The Guard Battalion (Batalionul de Gardă) of the Moldovan National Army is a unit in the Moldovan Ground Forces. It is based in the capital of Chișinău, specifically at Military Camp 142. The battalion was formed on October 16, 1992. It shares the same birthday as the Independent Engineer Battalion "Codru" and the Communications and Informatics Center.

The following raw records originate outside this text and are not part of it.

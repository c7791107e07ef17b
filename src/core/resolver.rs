//! Resolution of a configuration document tree into runnable entities

use crate::core::config::{BackupDocument, DatabaseConfig, IncludeConfig, OptionsConfig, ScriptConfig, SourceConfig};
use crate::core::error::ConfigError;
use crate::core::pipeline::{Pipeline, StepKind};
use crate::entity::source::DEFAULT_RSYNC_OPTIONS;
use crate::entity::{Credential, DatabaseTarget, Engine, Script, Source};
use std::collections::BTreeMap;
use std::path::{Path, PathBuf};
use tracing::{debug, info, warn};

/// Defaults inherited down the include tree. Unset fields fall through to
/// the built-in defaults when an entity is built.
#[derive(Debug, Clone, Default, PartialEq, Eq)]
pub struct Defaults {
    pub target: Option<PathBuf>,
    pub rsync_options: Option<String>,
    pub root: Option<bool>,
}

impl Defaults {
    /// Override field by field with a document's `options`
    pub fn merge(&self, options: Option<&OptionsConfig>) -> Defaults {
        let mut merged = self.clone();
        if let Some(options) = options {
            if let Some(target) = &options.target {
                merged.target = Some(target.clone());
            }
            if let Some(rsync) = &options.rsync {
                if let Some(rsync_options) = rsync.options() {
                    merged.rsync_options = Some(rsync_options.to_string());
                }
                if let Some(root) = rsync.root() {
                    merged.root = Some(root);
                }
            }
        }
        merged
    }

    pub fn rsync_options(&self) -> &str {
        self.rsync_options.as_deref().unwrap_or(DEFAULT_RSYNC_OPTIONS)
    }

    pub fn privileged(&self) -> bool {
        self.root.unwrap_or(false)
    }
}

/// Everything the executor needs, built once and read-only afterwards
#[derive(Debug, Clone, Default)]
pub struct ResolvedConfiguration {
    pub pipeline: Pipeline,
    pub sources: Vec<Source>,
    pub databases: Vec<DatabaseTarget>,
    pub scripts: BTreeMap<u32, Script>,
    /// Merged target root of the top-level document
    pub target: Option<PathBuf>,
}

impl ResolvedConfiguration {
    /// Database targets of one engine, in resolution order
    pub fn databases_for(&self, engine: Engine) -> impl Iterator<Item = &DatabaseTarget> {
        self.databases.iter().filter(move |db| db.engine == engine)
    }

    pub fn script(&self, id: u32) -> Option<&Script> {
        self.scripts.get(&id)
    }
}

#[derive(Default)]
struct Collected {
    sources: Vec<Source>,
    databases: Vec<DatabaseTarget>,
    scripts: BTreeMap<u32, Script>,
    /// Included documents already resolved, with the defaults they inherited
    resolved: Vec<(PathBuf, Defaults)>,
}

/// Walks a document and its includes
#[derive(Debug, Clone, Default)]
pub struct ConfigResolver {
    target_override: Option<PathBuf>,
}

impl ConfigResolver {
    pub fn new() -> Self {
        Self::default()
    }

    /// Replace the merged target of the top-level document. Included
    /// documents that set their own target keep it.
    pub fn with_target_override(mut self, target: Option<PathBuf>) -> Self {
        self.target_override = target;
        self
    }

    /// Resolve with no inherited defaults
    pub fn load(&self, path: &Path) -> Result<ResolvedConfiguration, ConfigError> {
        self.resolve(path, &Defaults::default())
    }

    pub fn resolve(
        &self,
        path: &Path,
        inherited: &Defaults,
    ) -> Result<ResolvedConfiguration, ConfigError> {
        let path = canonical(path)?;
        info!("Loading configuration from {}", path.display());
        let document = BackupDocument::from_file(&path)?;

        let mut defaults = inherited.merge(document.options.as_ref());
        if let Some(target) = &self.target_override {
            debug!("Target overridden with {}", target.display());
            defaults.target = Some(target.clone());
        }

        let mut collected = Collected::default();
        let mut stack = vec![path.clone()];
        collect(&document, &path, &defaults, &mut stack, &mut collected)?;

        let mut pipeline = document.pipeline();
        if pipeline.is_empty() {
            if defaults.target.is_none() {
                return Err(ConfigError::MissingTarget(path));
            }
            debug!("No pipeline declared, using implicit backup step");
            pipeline = Pipeline::implicit_backup();
        }

        for (no, kind) in pipeline.iter() {
            if let StepKind::Script(id) = kind {
                if !collected.scripts.contains_key(&id) {
                    return Err(ConfigError::UnknownScript { no, id });
                }
            }
        }

        info!(
            "Resolved {} steps, {} sources, {} databases, {} scripts",
            pipeline.len(),
            collected.sources.len(),
            collected.databases.len(),
            collected.scripts.len()
        );

        Ok(ResolvedConfiguration {
            pipeline,
            sources: collected.sources,
            databases: collected.databases,
            scripts: collected.scripts,
            target: defaults.target,
        })
    }
}

/// Build the entities of one document, then recurse into its includes.
/// `stack` holds the canonical paths of the documents currently open.
fn collect(
    document: &BackupDocument,
    path: &Path,
    defaults: &Defaults,
    stack: &mut Vec<PathBuf>,
    out: &mut Collected,
) -> Result<(), ConfigError> {
    for config in &document.scripts {
        if out.scripts.contains_key(&config.id) {
            return Err(ConfigError::DuplicateScript {
                id: config.id,
                path: path.to_path_buf(),
            });
        }
        out.scripts.insert(config.id, build_script(config));
    }

    for config in &document.sources.source {
        out.sources.push(build_source(config, defaults)?);
    }
    for config in &document.databases.postgresql {
        out.databases.push(build_database(Engine::PostgreSql, config, defaults)?);
    }
    for config in &document.databases.mysql {
        out.databases.push(build_database(Engine::MySql, config, defaults)?);
    }

    let base = path.parent().unwrap_or_else(|| Path::new("."));
    for include in document.includes() {
        let include_path = canonical(&base.join(include.path()))?;
        if stack.contains(&include_path) {
            let mut chain = stack.clone();
            chain.push(include_path);
            return Err(ConfigError::IncludeCycle { chain });
        }

        let inherited = include_defaults(defaults, include);
        if out
            .resolved
            .iter()
            .any(|(seen, seen_defaults)| *seen == include_path && *seen_defaults == inherited)
        {
            debug!("Already included {}, skipping", include_path.display());
            continue;
        }

        debug!("Including {}", include_path.display());
        let child = BackupDocument::from_file(&include_path)?;
        if !child.pipeline.is_empty() {
            warn!(
                "Ignoring pipeline declared in included document {}",
                include_path.display()
            );
        }

        let child_defaults = inherited.merge(child.options.as_ref());
        stack.push(include_path.clone());
        collect(&child, &include_path, &child_defaults, stack, out)?;
        stack.pop();
        out.resolved.push((include_path, inherited));
    }

    Ok(())
}

fn include_defaults(defaults: &Defaults, include: &IncludeConfig) -> Defaults {
    let mut defaults = defaults.clone();
    if let Some(root) = include.root() {
        defaults.root = Some(root);
    }
    defaults
}

fn build_script(config: &ScriptConfig) -> Script {
    let script = Script::new(config.command.clone()).with_id(config.id);
    match &config.cwd {
        Some(cwd) => script.with_cwd(cwd),
        None => script,
    }
}

fn build_source(config: &SourceConfig, defaults: &Defaults) -> Result<Source, ConfigError> {
    let target = config.target.clone().or_else(|| defaults.target.clone());
    let rsync_options = config
        .rsync
        .as_ref()
        .and_then(|r| r.options())
        .unwrap_or_else(|| defaults.rsync_options());
    let privileged = config
        .rsync
        .as_ref()
        .and_then(|r| r.root())
        .unwrap_or_else(|| defaults.privileged());

    let mut source = Source::new(config.path.clone(), target)?
        .with_excludes(config.exclude.iter().cloned())
        .with_rsync_options(rsync_options)
        .privileged(privileged);
    if let Some(command) = &config.pre_script {
        source = source.with_pre_script(Script::new(command.clone()));
    }
    if let Some(command) = &config.post_script {
        source = source.with_post_script(Script::new(command.clone()));
    }
    Ok(source)
}

fn build_database(
    engine: Engine,
    config: &DatabaseConfig,
    defaults: &Defaults,
) -> Result<DatabaseTarget, ConfigError> {
    let target = config.target.clone().or_else(|| defaults.target.clone());
    let credential = match (&config.password, &config.pass) {
        (Some(password), _) => Credential::Literal(password.clone()),
        (None, Some(reference)) => Credential::SecretStore(reference.clone()),
        (None, None) => Credential::None,
    };

    let mut database = DatabaseTarget::new(engine, config.name.clone(), config.user.clone(), target)?
        .with_credential(credential);
    if let Some(options) = &config.options {
        database = database.with_options(options.clone());
    }
    if let Some(host) = &config.ssh {
        database = database.with_ssh_host(host.clone());
    }
    Ok(database)
}

fn canonical(path: &Path) -> Result<PathBuf, ConfigError> {
    path.canonicalize().map_err(|source| {
        if source.kind() == std::io::ErrorKind::NotFound {
            ConfigError::NotFound(path.to_path_buf())
        } else {
            ConfigError::Read {
                path: path.to_path_buf(),
                source,
            }
        }
    })
}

It contributes to the qualitative training of the troops and to the technical assurance of the operations carried out by the National Army. Many officers and non-commissioned officers in the battalion are on duty 24 hours a day in the Guard Battalion, as well as in other units. It primarily ensures the conduct of protocol activities of the Ministry of Defence and state institutions, as well as the protection of major objectives. These soldiers participate in solemnities during state visits to Chișinău by high-ranking foreign dignitaries.

==Structure==
The unit has the following structure:

- Honour Guard Company
- Guard Company
- Military Police Company
- General Staff Company
- Auto Company
- Insurance Company

60 percent of the soldiers of the Guard Battalion are on a military contract. The Honour Guard Company, which was three and a half months old at the time of its absorption into the battalion, was referred to in 2012 by President Nicolae Timofti as "the Visit Card of the Republic of Moldova". It participates in over 250 ceremonies, including the ceremonies of the appointment of foreign diplomats, and state award ceremonies and welcome ceremonies.